Background information
- Also known as: Whitey Ford
- Born: Erik Francis Schrody August 18, 1969 (age 57) Long Island, New York, U.S.
- Origin: Los Angeles, California, U.S.
- Genres: Hip-hop; folk rock; blues;
- Occupations: Rapper; singer; songwriter;
- Instruments: Vocals; guitar; piano; turntables;
- Years active: 1987–present
- Labels: Martyr Inc.; Warner Bros.; Tommy Boy; Island; Island Def Jam; Universal; Play It Again Sam;
- Formerly of: House of Pain; La Coka Nostra; Rhyme Syndicate;
- Website: martyr-inc.com

= Everlast =

American rapper, singer, and songwriter (born 1969)

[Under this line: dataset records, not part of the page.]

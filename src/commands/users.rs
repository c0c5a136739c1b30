use referral_core::{Account, AccountForm, AccountId, Amount, LedgerStore, ReferralError};
use serde::Serialize;
use serde_json::{json, Value};

use super::{Command, Context};

/// User account commands.
#[derive(Debug, clap::Subcommand)]
pub enum Users {
    /// List all users.
    List,
    /// Create a user.
    Create(UserArgs),
    /// Show a user.
    Show { id: AccountId },
    /// Show a user's balance.
    Balance { id: AccountId },
    /// Replace a user's details.
    Update {
        id: AccountId,
        #[command(flatten)]
        args: UserArgs,
    },
    /// Delete a user and the referral codes it owns.
    Delete { id: AccountId },
}

#[derive(Debug, clap::Args)]
pub struct UserArgs {
    #[arg(long)]
    name: String,
    #[arg(long)]
    email: String,
    #[arg(long)]
    password: String,
    #[arg(long)]
    password_confirmation: String,
    /// Set the balance directly (administrative edit).
    #[arg(long)]
    balance: Option<Amount>,
}

impl UserArgs {
    fn to_form(&self) -> AccountForm {
        AccountForm {
            name: self.name.clone(),
            email: self.email.clone(),
            password: self.password.clone(),
            password_confirmation: self.password_confirmation.clone(),
            balance: self.balance,
        }
    }
}

/// Public view of an account; the password digest is never exposed.
#[derive(Debug, Serialize)]
#[serde(rename_all = "camelCase")]
struct UserEntity<'a> {
    id: AccountId,
    name: &'a str,
    email: &'a str,
    balance: Amount,
    referred_by_id: Option<AccountId>,
}

impl<'a> From<&'a Account> for UserEntity<'a> {
    fn from(account: &'a Account) -> Self {
        Self {
            id: account.id,
            name: &account.name,
            email: &account.email,
            balance: account.balance,
            referred_by_id: account.referred_by_id,
        }
    }
}

fn find(ctx: &Context<'_>, id: AccountId) -> Result<Account, ReferralError> {
    ctx.store
        .account(id)?
        .map(|stored| stored.row)
        .ok_or(ReferralError::AccountNotFound(id))
}

impl Command for Users {
    fn is_mutating(&self) -> bool {
        matches!(self, Self::Create(_) | Self::Update { .. } | Self::Delete { .. })
    }

    fn execute(&self, ctx: &Context<'_>) -> eyre::Result<Value> {
        let output = match self {
            Self::List => {
                let accounts = ctx.store.accounts()?;
                let users: Vec<UserEntity<'_>> = accounts.iter().map(UserEntity::from).collect();
                json!({ "users": users })
            }
            Self::Create(args) => {
                let account = ctx.store.create_account(&args.to_form())?;
                tracing::info!(account = account.id, "user created");
                json!({ "user": UserEntity::from(&account) })
            }
            Self::Show { id } => {
                let account = find(ctx, *id)?;
                json!({ "user": UserEntity::from(&account) })
            }
            Self::Balance { id } => {
                let account = find(ctx, *id)?;
                json!({ "balance": account.balance })
            }
            Self::Update { id, args } => {
                ctx.store.update_account(*id, &args.to_form())?;
                tracing::info!(account = id, "user updated");
                json!({ "messages": ["User updated successfully"] })
            }
            Self::Delete { id } => {
                ctx.store.delete_account(*id)?;
                tracing::info!(account = id, "user deleted");
                json!({ "messages": ["User deleted successfully"] })
            }
        };
        Ok(output)
    }
}
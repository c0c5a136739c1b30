//! On-disk ledger file: a JSON [`LedgerSnapshot`] guarded by a lock file.

use std::{
    fs::{self, File, OpenOptions},
    io::{self, Write},
    path::{Path, PathBuf},
    thread,
    time::{Duration, Instant},
};

use eyre::WrapErr;
use fs2::FileExt;
use referral_core::{LedgerSnapshot, MemoryStore, ReferralError};

const LOCK_POLL: Duration = Duration::from_millis(20);

/// Exclusive handle on a ledger file for the lifetime of one command.
#[derive(Debug)]
pub struct LedgerFile {
    path: PathBuf,
    _lock: FileLock,
}

impl LedgerFile {
    pub fn open(path: &Path, lock_timeout: Duration) -> eyre::Result<Self> {
        let lock = FileLock::acquire(sibling(path, "lock"), lock_timeout)?;
        Ok(Self {
            path: path.to_path_buf(),
            _lock: lock,
        })
    }

    pub fn path(&self) -> &Path {
        &self.path
    }

    /// Load the stored ledger, or an empty one if the file does not exist yet.
    pub fn load(&self) -> eyre::Result<MemoryStore> {
        let bytes = match fs::read(&self.path) {
            Ok(bytes) => bytes,
            Err(err) if err.kind() == io::ErrorKind::NotFound => {
                tracing::info!(path = %self.path.display(), "starting a new ledger");
                return Ok(MemoryStore::new());
            }
            Err(err) => {
                return Err(err).wrap_err_with(|| format!("read {}", self.path.display()))
            }
        };
        let snapshot: LedgerSnapshot = serde_json::from_slice(&bytes)
            .wrap_err_with(|| format!("parse {}", self.path.display()))?;
        let store = MemoryStore::from_snapshot(snapshot)?;
        Ok(store)
    }

    /// Write the ledger through a temporary sibling and rename it into place.
    pub fn save(&self, store: &MemoryStore) -> eyre::Result<()> {
        let snapshot = store.snapshot()?;
        let json = serde_json::to_vec_pretty(&snapshot)?;
        if let Some(parent) = self.path.parent().filter(|p| !p.as_os_str().is_empty()) {
            fs::create_dir_all(parent)?;
        }
        let tmp = sibling(&self.path, "tmp");
        {
            let mut file = fs::File::create(&tmp)
                .wrap_err_with(|| format!("create {}", tmp.display()))?;
            file.write_all(&json)?;
            file.sync_all()?;
        }
        fs::rename(&tmp, &self.path)
            .wrap_err_with(|| format!("replace {}", self.path.display()))?;
        tracing::debug!(
            path = %self.path.display(),
            height = snapshot.meta.height,
            root = %snapshot.state_root,
            "ledger saved"
        );
        Ok(())
    }
}

/// Advisory lock on `<ledger>.lock`. The file itself is left in place; the
/// kernel drops the lock when the handle closes, including on a crash.
#[derive(Debug)]
struct FileLock {
    file: File,
    path: PathBuf,
}

impl FileLock {
    fn acquire(path: PathBuf, timeout: Duration) -> eyre::Result<Self> {
        if let Some(parent) = path.parent().filter(|p| !p.as_os_str().is_empty()) {
            fs::create_dir_all(parent)?;
        }
        let file = OpenOptions::new()
            .read(true)
            .write(true)
            .create(true)
            .truncate(false)
            .open(&path)
            .wrap_err_with(|| format!("open {}", path.display()))?;

        let deadline = Instant::now() + timeout;
        let mut warned = false;
        loop {
            match file.try_lock_exclusive() {
                Ok(()) => break,
                Err(err) if is_contended(&err) => {
                    if Instant::now() >= deadline {
                        return Err(ReferralError::TransientConflict(format!(
                            "ledger is locked by another process ({})",
                            path.display()
                        ))
                        .into());
                    }
                    if !warned {
                        tracing::warn!(lock = %path.display(), "waiting for ledger lock");
                        warned = true;
                    }
                    thread::sleep(LOCK_POLL);
                }
                Err(err) => return Err(err).wrap_err_with(|| format!("lock {}", path.display())),
            }
        }

        // Informational only: whoever holds the lock, not the content, decides.
        let mut holder = &file;
        let _ = holder
            .set_len(0)
            .and_then(|()| writeln!(holder, "{}", std::process::id()));
        Ok(Self { file, path })
    }
}

fn is_contended(err: &io::Error) -> bool {
    err.kind() == io::ErrorKind::WouldBlock
        || err.raw_os_error() == fs2::lock_contended_error().raw_os_error()
}

impl Drop for FileLock {
    fn drop(&mut self) {
        if let Err(err) = FileExt::unlock(&self.file) {
            tracing::warn!(lock = %self.path.display(), %err, "failed to release ledger lock");
        }
    }
}

fn sibling(path: &Path, suffix: &str) -> PathBuf {
    let mut name = path.as_os_str().to_owned();
    name.push(".");
    name.push(suffix);
    PathBuf::from(name)
}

Erik Francis Schrody (born August 18, 1969), known by his stage names Everlast and Whitey Ford, is an American rapper, singer, and songwriter who was the frontman for hip-hop group House of Pain. His breakthrough as a solo artist came in 1998 with his album Whitey Ford Sings the Blues, which blended rock and hip-hop and garnered him his first Grammy Award nomination for the song "What It's Like". The album peaked at number 9 on the Billboard 200 album chart, while the single peaked at number 13 on the Billboard Hot 100 singles chart. As of 2023, they remain his highest mainstream chart positions for an album and single respectively.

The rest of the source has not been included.